## About this exercise
Go through the material and copy each line that includes "against".

---------- The data ----------

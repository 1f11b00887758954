//! Liveness classification for sessions.
//!
//! Status is a pure function of elapsed time since the last status-file
//! update. It is recomputed on every evaluation and never stored on the
//! record, since "now" advances independently of scans.

use std::time::Duration;

use serde::{Deserialize, Serialize};

/// Elapsed-time cutoffs separating the three liveness tiers.
#[derive(Debug, Clone, Copy, PartialEq)]
pub struct Thresholds {
    /// Below this the session is active.
    pub activity: Duration,
    /// At or above this the session is closed.
    pub closed: Duration,
}

impl Default for Thresholds {
    fn default() -> Self {
        Thresholds {
            activity: Duration::from_secs(3),
            closed: Duration::from_secs(3600),
        }
    }
}

/// Liveness of a session, derived from time since last update.
#[derive(Debug, Clone, Copy, PartialEq, Eq, Hash, Serialize, Deserialize)]
#[serde(rename_all = "lowercase")]
pub enum SessionStatus {
    Active,
    Idle,
    Closed,
}

impl SessionStatus {
    /// Classifies elapsed time against the thresholds.
    ///
    /// Boundaries fall to the less urgent tier: elapsed equal to the
    /// activity threshold is already `Idle`, equal to the closed threshold
    /// is already `Closed`.
    pub fn classify(elapsed: Duration, thresholds: &Thresholds) -> Self {
        if elapsed < thresholds.activity {
            SessionStatus::Active
        } else if elapsed < thresholds.closed {
            SessionStatus::Idle
        } else {
            SessionStatus::Closed
        }
    }

    /// Sort priority; lower sorts first.
    pub fn priority(self) -> u8 {
        match self {
            SessionStatus::Active => 0,
            SessionStatus::Idle => 1,
            SessionStatus::Closed => 2,
        }
    }

    pub fn glyph(self) -> &'static str {
        match self {
            SessionStatus::Active => "🟢",
            SessionStatus::Idle => "🟡",
            SessionStatus::Closed => "⚪",
        }
    }

    pub fn label(self) -> &'static str {
        match self {
            SessionStatus::Active => "active",
            SessionStatus::Idle => "idle",
            SessionStatus::Closed => "closed",
        }
    }
}

#[cfg(test)]
mod tests {
    use super::*;

    fn classify_secs(secs: f64) -> SessionStatus {
        SessionStatus::classify(Duration::from_secs_f64(secs), &Thresholds::default())
    }

    #[test]
    fn test_classify_tiers() {
        assert_eq!(classify_secs(0.0), SessionStatus::Active);
        assert_eq!(classify_secs(2.9), SessionStatus::Active);
        assert_eq!(classify_secs(10.0), SessionStatus::Idle);
        assert_eq!(classify_secs(3599.0), SessionStatus::Idle);
        assert_eq!(classify_secs(7200.0), SessionStatus::Closed);
    }

    #[test]
    fn test_classify_exact_boundaries() {
        // Boundary values belong to the less urgent tier.
        assert_eq!(classify_secs(3.0), SessionStatus::Idle);
        assert_eq!(classify_secs(3600.0), SessionStatus::Closed);
    }

    #[test]
    fn test_classify_is_monotonic() {
        let samples = [0.0, 1.0, 2.999, 3.0, 60.0, 3599.9, 3600.0, 86400.0];
        let mut last_priority = 0;
        for secs in samples {
            let priority = classify_secs(secs).priority();
            assert!(priority >= last_priority, "priority regressed at {}s", secs);
            last_priority = priority;
        }
    }

    #[test]
    fn test_classify_custom_thresholds() {
        let thresholds = Thresholds {
            activity: Duration::from_secs(10),
            closed: Duration::from_secs(60),
        };
        assert_eq!(
            SessionStatus::classify(Duration::from_secs(9), &thresholds),
            SessionStatus::Active
        );
        assert_eq!(
            SessionStatus::classify(Duration::from_secs(10), &thresholds),
            SessionStatus::Idle
        );
        assert_eq!(
            SessionStatus::classify(Duration::from_secs(60), &thresholds),
            SessionStatus::Closed
        );
    }

    #[test]
    fn test_priority_order() {
        assert!(SessionStatus::Active.priority() < SessionStatus::Idle.priority());
        assert!(SessionStatus::Idle.priority() < SessionStatus::Closed.priority());
    }
}
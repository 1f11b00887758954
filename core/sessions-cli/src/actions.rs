//! OS pass-through actions for session rows.
//!
//! These depend only on the session record's `cwd` and `session_id`; the
//! core never calls them.

use sessions_core::Session;

/// The shell command that resumes a session in its working directory.
pub fn resume_command(session: &Session) -> String {
    format!("cd '{}' && claude -r {}", session.cwd, session.session_id)
}

pub fn copy_to_clipboard(text: &str) -> Result<(), String> {
    let mut clipboard =
        arboard::Clipboard::new().map_err(|e| format!("Clipboard unavailable: {}", e))?;
    clipboard
        .set_text(text.to_string())
        .map_err(|e| format!("Failed to write clipboard: {}", e))
}

/// Opens a terminal window at a working directory.
pub fn open_terminal(cwd: &str) -> Result<(), String> {
    open_terminal_with_command(&format!("cd '{}' && clear", cwd))
}

/// Opens a terminal window running a shell command.
#[cfg(target_os = "macos")]
pub fn open_terminal_with_command(command: &str) -> Result<(), String> {
    let script = format!(
        r#"tell application "Terminal"
            activate
            do script "{}"
        end tell"#,
        command.replace('\\', r"\\").replace('"', r#"\""#)
    );
    std::process::Command::new("osascript")
        .arg("-e")
        .arg(&script)
        .spawn()
        .map_err(|e| format!("Failed to launch Terminal: {}", e))?;
    Ok(())
}

#[cfg(not(target_os = "macos"))]
pub fn open_terminal_with_command(command: &str) -> Result<(), String> {
    std::process::Command::new("x-terminal-emulator")
        .args(["-e", "sh", "-c", &format!("{}; exec $SHELL", command)])
        .spawn()
        .map_err(|e| format!("Failed to launch terminal: {}", e))?;
    Ok(())
}

/// Reveals a working directory in the platform file browser.
pub fn reveal_in_file_browser(cwd: &str) -> Result<(), String> {
    #[cfg(target_os = "macos")]
    {
        std::process::Command::new("open")
            .arg(cwd)
            .spawn()
            .map_err(|e| format!("Failed to open folder: {}", e))?;
    }

    #[cfg(target_os = "windows")]
    {
        std::process::Command::new("explorer")
            .arg(cwd)
            .spawn()
            .map_err(|e| format!("Failed to open folder: {}", e))?;
    }

    #[cfg(target_os = "linux")]
    {
        std::process::Command::new("xdg-open")
            .arg(cwd)
            .spawn()
            .map_err(|e| format!("Failed to open folder: {}", e))?;
    }

    Ok(())
}
//! End-to-end tests for the watch loop: publication, mutation, shutdown.
//!
//! These drive a real watcher thread against a temp directory. Assertions
//! poll with a deadline rather than sleeping fixed amounts, so they hold
//! whether a change is noticed by the directory watcher or by the fallback
//! interval timer.

use std::path::Path;
use std::time::{Duration, Instant};

use chrono::Utc;
use sessions_core::{status_file_name, ConfigHandle, SessionWatcher, WatchConfig};
use tempfile::TempDir;

const DEADLINE: Duration = Duration::from_secs(5);

fn fast_config() -> ConfigHandle {
    ConfigHandle::new(WatchConfig {
        refresh_interval_secs: 0.1,
        ..WatchConfig::default()
    })
}

fn write_status_file(dir: &Path, cwd: &str, session_id: &str) {
    let doc = format!(
        r#"{{
            "session_id": "{}",
            "cwd": "{}",
            "model": {{"display_name": "Claude", "id": "claude-test"}},
            "context_window": {{
                "total_input_tokens": 1000,
                "total_output_tokens": 500,
                "context_window_size": 200000
            }},
            "cost": {{"total_cost_usd": 0.25, "total_duration_ms": 30000}},
            "_statusline_update_time": {}
        }}"#,
        session_id,
        cwd,
        Utc::now().timestamp_millis()
    );
    std::fs::write(dir.join(status_file_name(cwd)), doc).unwrap();
}

fn wait_until(mut condition: impl FnMut() -> bool) -> bool {
    let deadline = Instant::now() + DEADLINE;
    while Instant::now() < deadline {
        if condition() {
            return true;
        }
        std::thread::sleep(Duration::from_millis(10));
    }
    condition()
}

#[test]
fn publishes_existing_sessions_on_start() {
    let temp = TempDir::new().unwrap();
    write_status_file(temp.path(), "/tmp/one", "s1");
    write_status_file(temp.path(), "/tmp/two", "s2");

    let mut watcher = SessionWatcher::start(temp.path().to_path_buf(), fast_config()).unwrap();
    assert!(wait_until(|| watcher.latest().sessions.len() == 2));
    watcher.stop();
}

#[test]
fn creates_missing_watch_directory() {
    let temp = TempDir::new().unwrap();
    let nested = temp.path().join("deep").join(".claude_sessions");

    let mut watcher = SessionWatcher::start(nested.clone(), fast_config()).unwrap();
    assert!(nested.is_dir());
    assert!(wait_until(|| watcher.latest().seq >= 1));
    assert!(watcher.latest().sessions.is_empty());
    watcher.stop();
}

#[test]
fn detects_new_status_file() {
    let temp = TempDir::new().unwrap();
    let mut watcher = SessionWatcher::start(temp.path().to_path_buf(), fast_config()).unwrap();
    assert!(wait_until(|| watcher.latest().seq >= 1));

    write_status_file(temp.path(), "/tmp/fresh", "s-new");
    assert!(wait_until(|| {
        let snapshot = watcher.latest();
        snapshot.sessions.iter().any(|s| s.session_id == "s-new")
    }));
    watcher.stop();
}

#[test]
fn malformed_file_is_skipped_not_fatal() {
    let temp = TempDir::new().unwrap();
    write_status_file(temp.path(), "/tmp/good", "s-good");
    std::fs::write(temp.path().join("claude-status-bad.json"), "{nope").unwrap();

    let mut watcher = SessionWatcher::start(temp.path().to_path_buf(), fast_config()).unwrap();
    assert!(wait_until(|| {
        let snapshot = watcher.latest();
        snapshot.seq >= 1 && snapshot.sessions.len() == 1
    }));
    assert_eq!(watcher.latest().sessions[0].session_id, "s-good");
    watcher.stop();
}

#[test]
fn remove_deletes_backing_file_and_republishes() {
    let temp = TempDir::new().unwrap();
    write_status_file(temp.path(), "/tmp/keep", "s-keep");
    write_status_file(temp.path(), "/tmp/drop", "s-drop");

    let mut watcher = SessionWatcher::start(temp.path().to_path_buf(), fast_config()).unwrap();
    assert!(wait_until(|| watcher.latest().sessions.len() == 2));
    let kept_before = watcher
        .latest()
        .sessions
        .iter()
        .find(|s| s.session_id == "s-keep")
        .cloned()
        .unwrap();

    watcher.remove("/tmp/drop");
    assert!(wait_until(|| watcher.latest().sessions.len() == 1));

    assert!(!temp.path().join(status_file_name("/tmp/drop")).exists());
    let snapshot = watcher.latest();
    assert_eq!(snapshot.sessions[0], kept_before);
    watcher.stop();
}

#[test]
fn remove_of_missing_file_still_rescans() {
    let temp = TempDir::new().unwrap();
    write_status_file(temp.path(), "/tmp/only", "s1");

    let mut watcher = SessionWatcher::start(temp.path().to_path_buf(), fast_config()).unwrap();
    assert!(wait_until(|| watcher.latest().sessions.len() == 1));
    let seq_before = watcher.latest().seq;

    watcher.remove("/tmp/never-existed");
    assert!(wait_until(|| watcher.latest().seq > seq_before));
    assert_eq!(watcher.latest().sessions.len(), 1);
    watcher.stop();
}

#[test]
fn subscribers_receive_monotonic_snapshots() {
    let temp = TempDir::new().unwrap();
    let mut watcher = SessionWatcher::start(temp.path().to_path_buf(), fast_config()).unwrap();
    let updates = watcher.subscribe();

    watcher.refresh();
    watcher.refresh();

    let first = updates.recv_timeout(DEADLINE).unwrap();
    let second = updates.recv_timeout(DEADLINE).unwrap();
    assert!(second.seq > first.seq);
    watcher.stop();
}

#[test]
fn stop_is_idempotent_and_halts_publication() {
    let temp = TempDir::new().unwrap();
    let mut watcher = SessionWatcher::start(temp.path().to_path_buf(), fast_config()).unwrap();
    assert!(wait_until(|| watcher.latest().seq >= 1));

    watcher.stop();
    watcher.stop();

    let seq_at_stop = watcher.latest().seq;
    write_status_file(temp.path(), "/tmp/late", "s-late");
    std::thread::sleep(Duration::from_millis(300));
    assert_eq!(watcher.latest().seq, seq_at_stop);
}

#[test]
fn interval_change_applies_without_restart() {
    let temp = TempDir::new().unwrap();
    let config = ConfigHandle::new(WatchConfig {
        // Slow enough that only the directory watcher or a config change
        // could produce timely rescans.
        refresh_interval_secs: 30.0,
        ..WatchConfig::default()
    });
    let mut watcher = SessionWatcher::start(temp.path().to_path_buf(), config.clone()).unwrap();
    assert!(wait_until(|| watcher.latest().seq >= 1));

    config.update(|c| c.refresh_interval_secs = 0.05);
    // A refresh unblocks the loop; from then on the new interval drives
    // periodic scans with no events at all.
    watcher.refresh();
    let seq_before = watcher.latest().seq;
    assert!(wait_until(|| watcher.latest().seq > seq_before + 2));
    watcher.stop();
}
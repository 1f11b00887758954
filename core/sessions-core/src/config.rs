//! Configuration for the session watcher.
//!
//! The watcher and scan engine receive configuration through an explicitly
//! injected [`ConfigHandle`]; there is no process-global state. Changes made
//! through the handle take effect on the watcher's next cycle without a
//! restart.

use std::path::{Path, PathBuf};
use std::sync::{Arc, Mutex, PoisonError};
use std::time::Duration;

use fs_err as fs;
use serde::{Deserialize, Serialize};

use crate::error::{Result, SessionsError};
use crate::status::Thresholds;

/// Tunable settings consumed by the watcher and scan engine.
#[derive(Debug, Clone, PartialEq, Serialize, Deserialize)]
#[serde(default)]
pub struct WatchConfig {
    /// Periodic rescan interval in seconds.
    pub refresh_interval_secs: f64,
    /// Sessions updated more recently than this are active.
    pub activity_threshold_secs: f64,
    /// Sessions older than this are closed.
    pub closed_threshold_secs: f64,
    /// Whether consumers should show closed sessions. The core always
    /// publishes them; filtering is a presentation choice.
    pub show_closed: bool,
}

impl Default for WatchConfig {
    fn default() -> Self {
        WatchConfig {
            refresh_interval_secs: 2.0,
            activity_threshold_secs: 3.0,
            closed_threshold_secs: 3600.0,
            show_closed: true,
        }
    }
}

impl WatchConfig {
    /// The timer interval, clamped away from zero so a bad settings file
    /// cannot spin the watch loop.
    pub fn refresh_interval(&self) -> Duration {
        Duration::from_secs_f64(self.refresh_interval_secs.max(0.1))
    }

    pub fn thresholds(&self) -> Thresholds {
        Thresholds {
            activity: Duration::from_secs_f64(self.activity_threshold_secs.max(0.0)),
            closed: Duration::from_secs_f64(self.closed_threshold_secs.max(0.0)),
        }
    }
}

/// Shared, mutable configuration handle injected into the watcher at
/// construction. Clones refer to the same underlying settings.
#[derive(Clone, Default)]
pub struct ConfigHandle {
    inner: Arc<Mutex<WatchConfig>>,
}

impl ConfigHandle {
    pub fn new(config: WatchConfig) -> Self {
        ConfigHandle {
            inner: Arc::new(Mutex::new(config)),
        }
    }

    /// A point-in-time copy of the settings.
    pub fn snapshot(&self) -> WatchConfig {
        self.inner
            .lock()
            .unwrap_or_else(PoisonError::into_inner)
            .clone()
    }

    /// Applies a mutation; the watcher observes it on its next cycle.
    pub fn update(&self, apply: impl FnOnce(&mut WatchConfig)) {
        let mut config = self.inner.lock().unwrap_or_else(PoisonError::into_inner);
        apply(&mut config);
    }
}

/// Returns the directory the external CLI writes status files into
/// (`~/.claude_sessions`).
pub fn default_sessions_dir() -> Result<PathBuf> {
    dirs::home_dir()
        .map(|home| home.join(".claude_sessions"))
        .ok_or(SessionsError::HomeDirNotFound)
}

/// Returns the path to the watcher settings file inside the sessions
/// directory.
pub fn settings_path(sessions_dir: &Path) -> PathBuf {
    sessions_dir.join("settings.json")
}

/// Loads watcher settings, returning defaults if the file is missing or
/// unreadable.
pub fn load_watch_config(sessions_dir: &Path) -> WatchConfig {
    fs::read_to_string(settings_path(sessions_dir))
        .ok()
        .and_then(|content| serde_json::from_str(&content).ok())
        .unwrap_or_default()
}

/// Saves watcher settings next to the status files.
pub fn save_watch_config(sessions_dir: &Path, config: &WatchConfig) -> Result<()> {
    let path = settings_path(sessions_dir);
    let content =
        serde_json::to_string_pretty(config).map_err(|source| SessionsError::Json {
            context: "serializing watcher settings".to_string(),
            source,
        })?;
    fs::write(&path, content).map_err(|source| SessionsError::Io {
        context: format!("writing {}", path.display()),
        source,
    })
}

----------

## Output for this exercise
    /// Classifies elapsed time against the thresholds.
//! These drive a real watcher thread against a temp directory. Assertions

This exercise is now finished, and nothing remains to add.